I thought that Evan had forgotten to gag me, but before we went to the gate of the stockade he came and did it well. I could not see a soul near but my captors, and it would have been little or no good to shout. So I bore it as well as I might, being helpless. Then, within arrow shot of the gate, one of the men blew a harsh horn, and we waited for a moment until a man, armed with an axe and sword, lounged through the stockade and looked at us, and so made a gesture that bid us enter, and went his way within. I hope that I may never feel so helpless again as I did at the time when I passed this man, who stared at me in silence, unable to call to him for help.
Then we crossed the green without any one paying much heed to us, though I saw the women at the doors pitying me, and so we came to the wharf, alongside which a ship was lying. There were several men at work on her decks, and it was plain that she was to sail on this tide, for her red-and-brown striped sail was ready for hoisting, and there was nothing left alongside to be stowed. She was not yet afloat however, though the tide was fast rising.
Evan hailed one of the men, and he came ashore to him. The bearers set down my litter and waited.
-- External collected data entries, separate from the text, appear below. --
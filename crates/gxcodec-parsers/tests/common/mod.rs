//! Model fixtures shared by the container tests

#![allow(dead_code)]

use gxcodec_core::Vec3;
use gxcodec_parsers::gx::{
    BufferSlot, IndexedPrimitive, IndexedVertex, MatrixPrimitive, PrimitiveType, VertexAttribute,
    VertexAttributeType, VertexDescriptor,
};
use gxcodec_parsers::model::{
    Bone, Display, DrawMatrix, Influence, Material, Mesh, Model, Sampler, VertexArray, VertexBuffer, VertexFormat,
};
use gxcodec_parsers::{Texture, TextureFormat};

fn triangle(attributes: &[VertexAttribute]) -> IndexedPrimitive {
    let mut prim = IndexedPrimitive::new(PrimitiveType::Triangles);
    for i in 0..3 {
        let mut vertex = IndexedVertex::new();
        for &attribute in attributes {
            vertex.set(attribute, i);
        }
        prim.vertices.push(vertex);
    }
    prim
}

/// One bone drawing one triangle with one material
pub fn triangle_model() -> Model {
    let mut model = Model::new();
    model.info.name = "tri".into();
    let mut bone = Bone::new("root");
    bone.displays.push(Display { material: 0, mesh: 0, priority: 0 });
    model.add_bone(bone);
    model.materials.push(Material::new("mat"));
    model.draw_matrices.push(DrawMatrix::rigid(0));
    model.vertex_buffers.push(VertexBuffer::new(
        "positions",
        VertexFormat::float(1),
        VertexArray::Positions(vec![[0.0, 0.0, 0.0], [1.0, 0.0, 0.0], [0.0, 1.0, 0.0]]),
    ));

    let mut mesh = Mesh::new("triangle");
    mesh.descriptor = VertexDescriptor::new().with(VertexAttribute::Position, VertexAttributeType::Short);
    mesh.bind_buffer(BufferSlot::Position, "positions");
    let mut mp = MatrixPrimitive::new(0);
    mp.draw_matrices.push(0);
    mp.primitives.push(triangle(&[VertexAttribute::Position]));
    mesh.matrix_primitives.push(mp);
    model.meshes.push(mesh);
    model
}

/// Two bones, an envelope, a translucent material and a sampled texture
pub fn skinned_model() -> Model {
    let mut model = Model::new();
    model.info.name = "body".into();

    let mut root = Bone::new("body");
    root.displays.push(Display { material: 0, mesh: 0, priority: 0 });
    model.add_bone(root);
    let mut arm = Bone::new("arm");
    arm.parent = Some(0);
    arm.matrix_id = 1;
    arm.translation = Vec3::new(0.0, 2.0, 0.0);
    arm.rotation = Vec3::new(0.0, 0.0, 45.0);
    arm.displays.push(Display { material: 1, mesh: 0, priority: 1 });
    model.add_bone(arm);

    model.draw_matrices = vec![
        DrawMatrix::rigid(0),
        DrawMatrix::rigid(1),
        DrawMatrix {
            influences: vec![Influence { bone: 0, weight: 0.5 }, Influence { bone: 1, weight: 0.5 }],
        },
    ];

    let mut skin = Material::new("body");
    skin.samplers.push(Sampler::new("checker"));
    let mut glass = Material::new("glass");
    glass.translucent = true;
    model.materials = vec![skin, glass];

    model.textures.push(
        Texture::new("checker", TextureFormat::I8, 8, 4, 1, (0..32).collect()).expect("fixture texture"),
    );

    model.vertex_buffers = vec![
        VertexBuffer::new(
            "positions",
            VertexFormat::float(1),
            VertexArray::Positions(vec![[0.0, 0.0, 0.0], [1.0, 0.0, 0.0], [0.0, 1.0, 0.0], [1.0, 1.0, 0.0]]),
        ),
        VertexBuffer::new(
            "normals",
            VertexFormat::float(0),
            VertexArray::Normals(vec![[0.0, 0.0, 1.0]; 4]),
        ),
        VertexBuffer::new(
            "uvs",
            VertexFormat::float(1),
            VertexArray::TexCoords(vec![[0.0, 0.0], [1.0, 0.0], [0.0, 1.0], [1.0, 1.0]]),
        ),
    ];

    let attributes = [VertexAttribute::Position, VertexAttribute::Normal, VertexAttribute::TexCoord0];
    let mut mesh = Mesh::new("body");
    mesh.descriptor = VertexDescriptor::new()
        .with(VertexAttribute::PositionNormalMatrixIndex, VertexAttributeType::Direct)
        .with(VertexAttribute::Position, VertexAttributeType::Short)
        .with(VertexAttribute::Normal, VertexAttributeType::Byte)
        .with(VertexAttribute::TexCoord0, VertexAttributeType::Byte);
    mesh.bind_buffer(BufferSlot::Position, "positions");
    mesh.bind_buffer(BufferSlot::Normal, "normals");
    mesh.bind_buffer(BufferSlot::TexCoord(0), "uvs");

    let mut mp = MatrixPrimitive::new(-1);
    mp.draw_matrices.extend([0, 1, 2]);
    let mut strip = IndexedPrimitive::new(PrimitiveType::TriangleStrip);
    for i in 0..4u16 {
        let mut vertex = IndexedVertex::new().with(VertexAttribute::PositionNormalMatrixIndex, (i % 3) * 3);
        for attribute in attributes {
            vertex.set(attribute, i);
        }
        strip.vertices.push(vertex);
    }
    mp.primitives.push(strip);
    mp.primitives.push(triangle(&attributes));
    mesh.matrix_primitives.push(mp);
    model.meshes.push(mesh);
    model
}

pub fn be_u32(bytes: &[u8], at: usize) -> u32 {
    u32::from_be_bytes([bytes[at], bytes[at + 1], bytes[at + 2], bytes[at + 3]])
}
"Where is the shipmaster?" Evan asked.
The man jerked his thumb over his shoulder, and lifted his voice and shouted "Ho Thorgils, here is the Welsh chapman."
I saw the head of my friend rise from under the gunwale amidships, and when he saw who was waiting he also came ashore. Evan met him at the gangway.
"I thought you were not coming, master chapman," he said. "A little later and you had lost your voyage. Tide waits for no man, and Thorgils sails with the tide he waits. Therefore Thorgils waits for no man."
Just for a moment a thought came to me that Thorgils was in league with the outlaws, and that was hard. But Evan's next words told me that in this I was wrong. It would seem that the taking of his ill-gotten goods across the channel had been planned by Evan before he fell in with me, and maybe that already made plan was the saving of my life, by putting the thought of an easy way to dispose of me to some profit into the outlaw's head.
"I had been here earlier," he said, "but for a mischance to my friend here. I want to take him with me, if you will suffer it."
He pointed to me as he spoke, and Thorgils turned and looked at me idly. I was some twenty yards from him as I lay, and I tried to cry out to him as his eyes fell on me, but I could only fetch a sort of groan, and I could not move at all.